Exercise objective:
From the data below, return the exact lines starting at the line containing "Existing-credential edit form." and ending at the line containing "Creates a form", both included, and nothing else.

Records for this exercise:
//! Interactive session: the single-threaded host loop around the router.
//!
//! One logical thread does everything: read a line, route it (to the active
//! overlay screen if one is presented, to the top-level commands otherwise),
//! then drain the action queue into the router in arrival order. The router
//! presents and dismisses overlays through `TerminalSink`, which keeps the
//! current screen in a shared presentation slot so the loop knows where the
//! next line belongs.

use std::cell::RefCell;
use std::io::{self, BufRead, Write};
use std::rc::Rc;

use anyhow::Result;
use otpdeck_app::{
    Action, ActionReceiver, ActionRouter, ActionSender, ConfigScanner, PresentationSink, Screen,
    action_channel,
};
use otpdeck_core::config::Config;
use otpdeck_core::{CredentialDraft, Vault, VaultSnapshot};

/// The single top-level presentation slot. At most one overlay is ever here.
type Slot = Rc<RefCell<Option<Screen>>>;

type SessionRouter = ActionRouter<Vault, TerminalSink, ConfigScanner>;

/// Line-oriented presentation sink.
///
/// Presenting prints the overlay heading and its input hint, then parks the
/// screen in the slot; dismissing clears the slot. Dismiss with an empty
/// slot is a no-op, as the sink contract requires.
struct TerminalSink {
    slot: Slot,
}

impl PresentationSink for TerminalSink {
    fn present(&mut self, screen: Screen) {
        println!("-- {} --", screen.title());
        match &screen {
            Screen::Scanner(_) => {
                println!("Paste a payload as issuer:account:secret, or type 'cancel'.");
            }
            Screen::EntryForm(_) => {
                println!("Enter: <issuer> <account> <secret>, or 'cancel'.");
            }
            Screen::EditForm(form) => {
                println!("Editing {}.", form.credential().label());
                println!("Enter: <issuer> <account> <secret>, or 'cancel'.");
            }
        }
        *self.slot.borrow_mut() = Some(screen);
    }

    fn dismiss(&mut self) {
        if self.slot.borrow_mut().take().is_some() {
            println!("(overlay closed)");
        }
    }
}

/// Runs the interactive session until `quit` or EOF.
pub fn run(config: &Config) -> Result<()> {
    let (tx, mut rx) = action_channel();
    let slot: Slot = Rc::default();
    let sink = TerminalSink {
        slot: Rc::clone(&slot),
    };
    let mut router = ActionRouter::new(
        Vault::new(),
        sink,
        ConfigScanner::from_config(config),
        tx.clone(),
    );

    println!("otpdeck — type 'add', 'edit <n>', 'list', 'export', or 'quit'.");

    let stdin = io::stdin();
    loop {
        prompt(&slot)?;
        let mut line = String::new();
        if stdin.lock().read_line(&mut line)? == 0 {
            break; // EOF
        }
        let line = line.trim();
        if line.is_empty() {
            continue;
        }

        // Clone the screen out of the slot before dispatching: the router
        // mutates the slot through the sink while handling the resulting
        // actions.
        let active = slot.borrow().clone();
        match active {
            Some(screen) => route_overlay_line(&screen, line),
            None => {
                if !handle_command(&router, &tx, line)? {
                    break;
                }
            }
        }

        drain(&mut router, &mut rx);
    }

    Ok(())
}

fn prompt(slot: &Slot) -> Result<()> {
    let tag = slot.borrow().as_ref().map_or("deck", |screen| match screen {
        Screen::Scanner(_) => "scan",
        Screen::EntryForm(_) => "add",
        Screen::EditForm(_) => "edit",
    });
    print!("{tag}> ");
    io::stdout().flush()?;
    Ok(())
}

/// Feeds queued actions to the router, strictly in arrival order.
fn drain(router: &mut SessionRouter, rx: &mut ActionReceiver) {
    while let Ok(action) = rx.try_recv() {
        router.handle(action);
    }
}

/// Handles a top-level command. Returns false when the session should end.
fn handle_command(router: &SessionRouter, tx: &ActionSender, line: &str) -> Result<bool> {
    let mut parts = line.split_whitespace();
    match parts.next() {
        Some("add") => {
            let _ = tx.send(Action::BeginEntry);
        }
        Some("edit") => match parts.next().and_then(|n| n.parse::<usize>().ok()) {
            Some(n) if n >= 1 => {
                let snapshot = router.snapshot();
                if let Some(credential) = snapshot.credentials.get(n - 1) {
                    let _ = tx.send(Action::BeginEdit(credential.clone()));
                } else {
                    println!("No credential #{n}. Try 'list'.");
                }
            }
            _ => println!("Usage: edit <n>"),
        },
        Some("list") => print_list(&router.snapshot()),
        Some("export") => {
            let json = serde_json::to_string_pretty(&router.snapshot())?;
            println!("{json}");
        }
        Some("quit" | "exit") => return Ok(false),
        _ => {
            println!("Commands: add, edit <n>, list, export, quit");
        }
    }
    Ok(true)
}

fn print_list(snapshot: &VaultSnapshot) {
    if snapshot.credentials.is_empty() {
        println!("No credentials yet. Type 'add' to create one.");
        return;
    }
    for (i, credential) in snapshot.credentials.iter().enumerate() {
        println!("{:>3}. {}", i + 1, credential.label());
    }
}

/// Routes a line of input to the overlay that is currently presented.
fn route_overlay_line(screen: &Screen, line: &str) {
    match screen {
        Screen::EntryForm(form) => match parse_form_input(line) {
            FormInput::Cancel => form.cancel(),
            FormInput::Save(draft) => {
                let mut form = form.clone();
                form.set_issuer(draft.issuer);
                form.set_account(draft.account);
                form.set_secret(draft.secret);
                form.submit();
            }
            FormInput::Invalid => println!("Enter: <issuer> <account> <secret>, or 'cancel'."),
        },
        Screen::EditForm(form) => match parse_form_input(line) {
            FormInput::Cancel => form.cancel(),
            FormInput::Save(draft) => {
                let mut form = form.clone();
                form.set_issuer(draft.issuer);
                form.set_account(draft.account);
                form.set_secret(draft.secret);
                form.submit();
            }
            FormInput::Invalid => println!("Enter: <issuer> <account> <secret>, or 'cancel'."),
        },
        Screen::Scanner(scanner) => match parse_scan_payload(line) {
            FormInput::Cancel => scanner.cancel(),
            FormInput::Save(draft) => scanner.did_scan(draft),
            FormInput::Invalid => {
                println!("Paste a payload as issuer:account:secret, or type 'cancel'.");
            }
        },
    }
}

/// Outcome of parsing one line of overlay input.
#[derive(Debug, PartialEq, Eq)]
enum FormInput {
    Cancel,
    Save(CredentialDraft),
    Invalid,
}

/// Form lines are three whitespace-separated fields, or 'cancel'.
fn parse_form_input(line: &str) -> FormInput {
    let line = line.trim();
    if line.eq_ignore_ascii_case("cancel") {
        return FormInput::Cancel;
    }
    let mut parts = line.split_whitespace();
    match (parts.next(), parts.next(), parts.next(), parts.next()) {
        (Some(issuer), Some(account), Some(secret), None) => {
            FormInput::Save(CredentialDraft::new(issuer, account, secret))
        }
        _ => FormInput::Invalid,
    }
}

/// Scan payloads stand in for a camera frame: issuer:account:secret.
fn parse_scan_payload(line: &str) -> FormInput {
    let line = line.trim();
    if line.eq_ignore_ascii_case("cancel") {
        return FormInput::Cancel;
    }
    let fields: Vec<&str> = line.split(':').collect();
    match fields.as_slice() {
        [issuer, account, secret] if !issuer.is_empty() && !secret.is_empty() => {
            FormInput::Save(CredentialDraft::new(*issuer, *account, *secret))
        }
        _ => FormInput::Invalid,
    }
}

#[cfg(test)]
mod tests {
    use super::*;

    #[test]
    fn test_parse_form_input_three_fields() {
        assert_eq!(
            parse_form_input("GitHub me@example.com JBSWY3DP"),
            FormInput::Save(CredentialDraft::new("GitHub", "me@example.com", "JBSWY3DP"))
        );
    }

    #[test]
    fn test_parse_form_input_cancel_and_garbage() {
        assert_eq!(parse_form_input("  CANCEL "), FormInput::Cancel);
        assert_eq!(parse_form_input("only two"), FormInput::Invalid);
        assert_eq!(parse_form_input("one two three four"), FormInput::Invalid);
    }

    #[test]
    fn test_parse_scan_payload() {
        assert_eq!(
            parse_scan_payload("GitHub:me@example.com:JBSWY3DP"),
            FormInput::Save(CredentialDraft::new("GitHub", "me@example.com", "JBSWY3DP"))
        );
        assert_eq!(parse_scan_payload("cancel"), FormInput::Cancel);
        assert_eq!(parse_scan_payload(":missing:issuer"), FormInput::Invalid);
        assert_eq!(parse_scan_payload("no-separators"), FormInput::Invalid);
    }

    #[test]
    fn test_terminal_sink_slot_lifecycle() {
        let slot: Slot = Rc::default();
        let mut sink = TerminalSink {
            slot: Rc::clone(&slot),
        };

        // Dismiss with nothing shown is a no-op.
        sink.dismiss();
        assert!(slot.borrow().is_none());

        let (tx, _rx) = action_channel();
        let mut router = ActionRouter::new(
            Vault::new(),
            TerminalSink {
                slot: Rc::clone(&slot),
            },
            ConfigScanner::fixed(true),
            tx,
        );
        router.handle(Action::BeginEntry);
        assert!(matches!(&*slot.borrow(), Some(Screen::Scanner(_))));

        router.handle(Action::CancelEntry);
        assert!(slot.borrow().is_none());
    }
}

--

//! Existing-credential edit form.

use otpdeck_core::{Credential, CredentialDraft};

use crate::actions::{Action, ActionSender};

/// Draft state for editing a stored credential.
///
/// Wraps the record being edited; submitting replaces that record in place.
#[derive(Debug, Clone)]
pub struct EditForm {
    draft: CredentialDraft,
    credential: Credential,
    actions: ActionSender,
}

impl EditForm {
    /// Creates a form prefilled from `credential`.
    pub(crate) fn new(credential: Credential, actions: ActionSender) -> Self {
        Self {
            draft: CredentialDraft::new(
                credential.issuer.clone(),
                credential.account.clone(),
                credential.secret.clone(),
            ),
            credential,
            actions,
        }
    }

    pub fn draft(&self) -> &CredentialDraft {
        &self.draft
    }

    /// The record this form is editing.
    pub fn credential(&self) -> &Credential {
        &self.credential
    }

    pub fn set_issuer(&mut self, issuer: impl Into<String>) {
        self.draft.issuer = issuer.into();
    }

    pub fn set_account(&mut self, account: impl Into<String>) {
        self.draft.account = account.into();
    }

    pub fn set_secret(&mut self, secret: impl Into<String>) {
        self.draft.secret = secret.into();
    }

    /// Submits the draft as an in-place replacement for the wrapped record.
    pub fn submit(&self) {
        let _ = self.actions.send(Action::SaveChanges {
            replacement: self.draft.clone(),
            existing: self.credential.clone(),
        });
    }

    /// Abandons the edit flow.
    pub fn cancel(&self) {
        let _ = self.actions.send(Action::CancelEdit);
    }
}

Solution for this exercise:
//! Existing-credential edit form.

use otpdeck_core::{Credential, CredentialDraft};

use crate::actions::{Action, ActionSender};

/// Draft state for editing a stored credential.
///
/// Wraps the record being edited; submitting replaces that record in place.
#[derive(Debug, Clone)]
pub struct EditForm {
    draft: CredentialDraft,
    credential: Credential,
    actions: ActionSender,
}

impl EditForm {
    /// Creates a form prefilled from `credential`.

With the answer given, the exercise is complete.